Judge: Gregory Keosian, Case: 20STCV27718, Date: 2023-11-15 Tentative Ruling
Case Number: 20STCV27718 Hearing Date: November 15, 2023 Dept: 61
Plaintiff
and Cross-Defendant Old Road Realty, LLC, and Cross-Defendant William H.
Quiros’ Demurrer to the Cross-Complaint of Defendants Skyhigh Valencia, LLC,
Robert Rafia, Mahmoud Malakafzali, and Ron Tucker is SUSTAINED without leave to
amend.
Plaintiff
Old Road Realty, LLC’s Motion for Leave to File Second Amended Complaint is
GRANTED.
Plaintiff to provide notice.
I.
DEMURRER
A demurrer should be sustained only where the defects appear
on the face of the pleading or are judicially noticed. (Code Civ. Pro., §§
430.30, et seq.) A court should
sustain a demurrer if a complaint does not allege facts that are legally
sufficient to constitute a cause of action. (See id. § 430.10,
subd. (e).) As the Supreme Court held in Blank
v. Kirwan (1985) Cal.3d 311: “We treat the demurrer as admitting all
material facts properly pleaded, but not contentions, deductions or conclusions
of fact or law. . . . Further, we give the complaint a reasonable
interpretation, reading it as a whole and its parts in their context.” (Id. at p. 318; see also Hahn. v. Mirda (2007) 147 Cal.App.4th
740, 747 (“A demurrer tests the pleadings alone and not the evidence or other
extrinsic matters. Therefore, it lies only where the defects appear on the face
of the pleading or are judicially noticed.”))

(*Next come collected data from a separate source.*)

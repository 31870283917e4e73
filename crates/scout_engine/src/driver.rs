//! Browser-driver bootstrap: makes sure a chromedriver binary matching the
//! latest known-good Chrome-for-Testing release is installed locally.
//!
//! Installation is all-or-nothing. The archive is downloaded to a temporary
//! file, checked, unpacked into a temporary staging directory and only then
//! renamed into place; every temporary is removed when it goes out of scope.

use std::collections::HashMap;
use std::fs::File;
use std::io::{self, Seek, SeekFrom, Write};
use std::path::{Path, PathBuf};
use std::time::Duration;

use engine_logging::{engine_debug, engine_info, engine_warn};
use futures_util::StreamExt;
use serde::{Deserialize, Serialize};
use sha2::{Digest, Sha256};
use tempfile::NamedTempFile;

use crate::persist::{ensure_output_dir, replace_dir, AtomicFileWriter, PersistError};

pub const DEFAULT_METADATA_URL: &str =
    "https://googlechromelabs.github.io/chrome-for-testing/last-known-good-versions.json";
pub const DEFAULT_DOWNLOAD_BASE: &str = "https://storage.googleapis.com/chrome-for-testing-public";
const MANIFEST_FILE_NAME: &str = "install.json";

#[derive(Debug, Clone, Copy, PartialEq, Eq)]
pub enum Platform {
    Linux64,
    MacX64,
    MacArm64,
    Win32,
    Win64,
}

impl Platform {
    /// The build matching the running OS and architecture, if one is published.
    pub fn current() -> Option<Self> {
        match (std::env::consts::OS, std::env::consts::ARCH) {
            ("linux", "x86_64") => Some(Platform::Linux64),
            ("macos", "x86_64") => Some(Platform::MacX64),
            ("macos", "aarch64") => Some(Platform::MacArm64),
            ("windows", "x86") => Some(Platform::Win32),
            ("windows", "x86_64") => Some(Platform::Win64),
            _ => None,
        }
    }

    pub fn as_str(self) -> &'static str {
        match self {
            Platform::Linux64 => "linux64",
            Platform::MacX64 => "mac-x64",
            Platform::MacArm64 => "mac-arm64",
            Platform::Win32 => "win32",
            Platform::Win64 => "win64",
        }
    }

    fn binary_name(self) -> &'static str {
        match self {
            Platform::Win32 | Platform::Win64 => "chromedriver.exe",
            _ => "chromedriver",
        }
    }

    fn dir_name(self) -> String {
        format!("chromedriver-{}", self.as_str())
    }
}

#[derive(Debug, Clone)]
pub struct DriverSettings {
    pub install_dir: PathBuf,
    pub metadata_url: String,
    pub download_base: String,
    /// Release channel in the version metadata, e.g. `Stable`.
    pub channel: String,
    pub platform: Platform,
    pub request_timeout: Duration,
}

impl DriverSettings {
    /// Defaults for the running platform, installing under `install_dir`.
    pub fn for_current_platform(install_dir: impl Into<PathBuf>) -> Result<Self, ProvisionError> {
        let platform = Platform::current().ok_or_else(|| ProvisionError::UnsupportedPlatform {
            os: std::env::consts::OS,
            arch: std::env::consts::ARCH,
        })?;
        Ok(Self {
            install_dir: install_dir.into(),
            metadata_url: DEFAULT_METADATA_URL.to_string(),
            download_base: DEFAULT_DOWNLOAD_BASE.to_string(),
            channel: "Stable".to_string(),
            platform,
            request_timeout: Duration::from_secs(120),
        })
    }
}

#[derive(Debug, thiserror::Error)]
pub enum ProvisionError {
    #[error("no chromedriver build published for {os}/{arch}")]
    UnsupportedPlatform {
        os: &'static str,
        arch: &'static str,
    },
    #[error("request to {url} failed: {message}")]
    Network { url: String, message: String },
    #[error("{url} returned http status {status}")]
    HttpStatus { url: String, status: u16 },
    #[error("version metadata has no {0:?} channel")]
    MissingChannel(String),
    #[error("invalid version metadata: {0}")]
    Metadata(#[from] serde_json::Error),
    #[error("driver archive is unreadable: {0}")]
    Archive(#[from] zip::result::ZipError),
    #[error("driver archive does not contain {0}")]
    MissingBinary(String),
    #[error("io error: {0}")]
    Io(#[from] io::Error),
    #[error("install directory unusable: {0}")]
    Persist(#[from] PersistError),
    #[error("extraction task failed: {0}")]
    Task(String),
}

#[derive(Debug, Deserialize)]
struct KnownGoodVersions {
    channels: HashMap<String, ChannelRelease>,
}

#[derive(Debug, Deserialize)]
struct ChannelRelease {
    version: String,
}

/// Written next to the installed binary.
#[derive(Debug, Clone, PartialEq, Eq, Serialize, Deserialize)]
pub struct InstallManifest {
    pub version: String,
    pub platform: String,
    pub archive_sha256: String,
    pub source_url: String,
}

pub struct DriverProvisioner {
    settings: DriverSettings,
    client: reqwest::Client,
}

impl DriverProvisioner {
    pub fn new(settings: DriverSettings) -> Result<Self, ProvisionError> {
        let client = reqwest::Client::builder()
            .timeout(settings.request_timeout)
            .build()
            .map_err(|err| ProvisionError::Network {
                url: String::new(),
                message: err.to_string(),
            })?;
        Ok(Self { settings, client })
    }

    pub fn settings(&self) -> &DriverSettings {
        &self.settings
    }

    /// `<install_dir>/chromedriver-<platform>/chromedriver[.exe]`
    pub fn driver_path(&self) -> PathBuf {
        self.install_root().join(self.settings.platform.binary_name())
    }

    fn install_root(&self) -> PathBuf {
        self.settings.install_dir.join(self.settings.platform.dir_name())
    }

    fn archive_entry(&self) -> String {
        format!(
            "{}/{}",
            self.settings.platform.dir_name(),
            self.settings.platform.binary_name()
        )
    }

    pub fn archive_url(&self, version: &str) -> String {
        format!(
            "{}/{}/{}/{}.zip",
            self.settings.download_base.trim_end_matches('/'),
            version,
            self.settings.platform.as_str(),
            self.settings.platform.dir_name()
        )
    }

    /// Returns the installed binary, downloading it first if it is missing.
    /// Makes no network calls when the binary is already there.
    pub async fn ensure_driver_present(&self) -> Result<PathBuf, ProvisionError> {
        let target = self.driver_path();
        if target.is_file() {
            engine_debug!("chromedriver already present at {:?}", target);
            return Ok(target);
        }

        let install_dir = self.settings.install_dir.clone();
        ensure_output_dir(&install_dir)?;

        let version = self.latest_version().await?;
        let url = self.archive_url(&version);
        engine_info!("Downloading chromedriver {} from {}", version, url);
        let (archive, sha256) = self.download(&url).await?;

        let staging = tempfile::Builder::new()
            .prefix(".chromedriver-staging")
            .tempdir_in(&install_dir)?;
        let staging_path = staging.path().to_path_buf();
        let entry = self.archive_entry();
        tokio::task::spawn_blocking(move || unpack_verified(archive, &staging_path, &entry))
            .await
            .map_err(|err| ProvisionError::Task(err.to_string()))??;

        let staged_root = staging.path().join(self.settings.platform.dir_name());
        set_executable(&staged_root.join(self.settings.platform.binary_name()))?;
        replace_dir(&staged_root, &self.install_root())?;

        let manifest = InstallManifest {
            version,
            platform: self.settings.platform.as_str().to_string(),
            archive_sha256: sha256,
            source_url: url,
        };
        if let Err(err) = self.write_manifest(&manifest) {
            engine_warn!("chromedriver installed but manifest not written: {}", err);
        }

        engine_info!("chromedriver installed at {:?}", target);
        Ok(target)
    }

    /// The manifest of the current install, if any.
    pub fn installed_manifest(&self) -> Option<InstallManifest> {
        let content = std::fs::read(self.install_root().join(MANIFEST_FILE_NAME)).ok()?;
        serde_json::from_slice(&content).ok()
    }

    async fn latest_version(&self) -> Result<String, ProvisionError> {
        let url = self.settings.metadata_url.clone();
        let response = self.get(&url).await?;
        let body = response.bytes().await.map_err(|err| ProvisionError::Network {
            url: url.clone(),
            message: err.to_string(),
        })?;
        let metadata: KnownGoodVersions = serde_json::from_slice(&body)?;
        metadata
            .channels
            .get(&self.settings.channel)
            .map(|release| release.version.clone())
            .ok_or_else(|| ProvisionError::MissingChannel(self.settings.channel.clone()))
    }

    /// Streams `url` into a temp file in the install dir; returns it rewound with its sha256.
    async fn download(&self, url: &str) -> Result<(NamedTempFile, String), ProvisionError> {
        let response = self.get(url).await?;
        let mut file = tempfile::Builder::new()
            .prefix(".chromedriver-download")
            .suffix(".zip")
            .tempfile_in(&self.settings.install_dir)?;
        let mut hasher = Sha256::new();
        let mut total = 0u64;

        let mut stream = response.bytes_stream();
        while let Some(chunk) = stream.next().await {
            let chunk: bytes::Bytes = chunk.map_err(|err| ProvisionError::Network {
                url: url.to_string(),
                message: err.to_string(),
            })?;
            hasher.update(&chunk);
            file.write_all(&chunk)?;
            total += chunk.len() as u64;
        }
        file.flush()?;
        file.as_file_mut().seek(SeekFrom::Start(0))?;
        engine_debug!("Downloaded {} bytes from {}", total, url);

        Ok((file, hex(&hasher.finalize())))
    }

    async fn get(&self, url: &str) -> Result<reqwest::Response, ProvisionError> {
        let response = self
            .client
            .get(url)
            .send()
            .await
            .map_err(|err| ProvisionError::Network {
                url: url.to_string(),
                message: err.to_string(),
            })?;
        let status = response.status();
        if !status.is_success() {
            return Err(ProvisionError::HttpStatus {
                url: url.to_string(),
                status: status.as_u16(),
            });
        }
        Ok(response)
    }

    fn write_manifest(&self, manifest: &InstallManifest) -> Result<(), ProvisionError> {
        let content = serde_json::to_string_pretty(manifest)?;
        AtomicFileWriter::new(self.install_root()).write(MANIFEST_FILE_NAME, content)?;
        Ok(())
    }
}

/// Checks that `entry` is in the archive before extracting anything.
fn unpack_verified(archive: NamedTempFile, staging: &Path, entry: &str) -> Result<(), ProvisionError> {
    let file: File = archive.reopen()?;
    let mut zip = zip::ZipArchive::new(file)?;
    let has_binary = zip
        .by_name(entry)
        .map(|file| file.is_file())
        .unwrap_or(false);
    if !has_binary {
        return Err(ProvisionError::MissingBinary(entry.to_string()));
    }
    zip.extract(staging)?;
    Ok(())
}

#[cfg(unix)]
fn set_executable(path: &Path) -> io::Result<()> {
    use std::os::unix::fs::PermissionsExt;
    std::fs::set_permissions(path, std::fs::Permissions::from_mode(0o755))
}

#[cfg(not(unix))]
fn set_executable(_path: &Path) -> io::Result<()> {
    Ok(())
}

fn hex(digest: &[u8]) -> String {
    use std::fmt::Write as _;
    let mut out = String::with_capacity(digest.len() * 2);
    for byte in digest {
        let _ = write!(&mut out, "{byte:02x}");
    }
    out
}

#[cfg(test)]
mod tests {
    use super::*;

    fn settings(platform: Platform) -> DriverSettings {
        DriverSettings {
            install_dir: PathBuf::from("drivers"),
            metadata_url: DEFAULT_METADATA_URL.to_string(),
            download_base: format!("{DEFAULT_DOWNLOAD_BASE}/"),
            channel: "Stable".to_string(),
            platform,
            request_timeout: Duration::from_secs(1),
        }
    }

    #[test]
    fn archive_url_follows_release_layout() {
        let provisioner = DriverProvisioner::new(settings(Platform::Linux64)).unwrap();
        assert_eq!(
            provisioner.archive_url("120.0.6099.109"),
            "https://storage.googleapis.com/chrome-for-testing-public/120.0.6099.109/linux64/chromedriver-linux64.zip"
        );
        assert_eq!(
            provisioner.driver_path(),
            PathBuf::from("drivers/chromedriver-linux64/chromedriver")
        );
    }

    #[test]
    fn windows_binary_has_exe_suffix() {
        let provisioner = DriverProvisioner::new(settings(Platform::Win64)).unwrap();
        assert_eq!(provisioner.archive_entry(), "chromedriver-win64/chromedriver.exe");
    }
}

“In determining whether the complaint is sufficient as
against the demurrer … if on consideration of all the facts stated it appears
the plaintiff is entitled to any relief at the hands of the court against the
defendants the complaint will be held good although the facts may not be
clearly stated.” (Gressley v. Williams (1961) 193 Cal.App.2d 636, 639.)
“A demurrer
for uncertainty is strictly construed, even where a complaint is in some
respects uncertain, because ambiguities can be clarified under modern discovery
procedures.” (Khoury v. Maly’s of Cal., Inc. (1993) 14 Cal.App.4th 612,
616.) Such demurrers “are disfavored,
and are granted only if the pleading is so incomprehensible that a defendant
cannot reasonably respond.” (Mahan v.
Charles W. Chan Insurance Agency, Inc. (2017) 14 Cal.App.5th 841, 848.)
A
demurrer should not be sustained without leave to amend if the complaint,
liberally construed, can state a cause of action under any theory or if there
is a reasonable possibility the defect can be cured by amendment. (Schifando
v. City of Los Angeles, supra, 31 Cal.4th at p. 1081.) The demurrer also
may be sustained without leave to amend where the nature of the defects and
previous unsuccessful attempts to plead render it probable plaintiff cannot
state a cause of action. (Krawitz v. Rusch (1989) 209 Cal.App.3d 957,
967.)
The Cross-Complaint
of Defendants Skyhigh Valencia, LLC, Robert Rafia, Mahmoud Malakafzali, and Ron
Tucker (Defendants) rests in large part upon the argument (now allegations)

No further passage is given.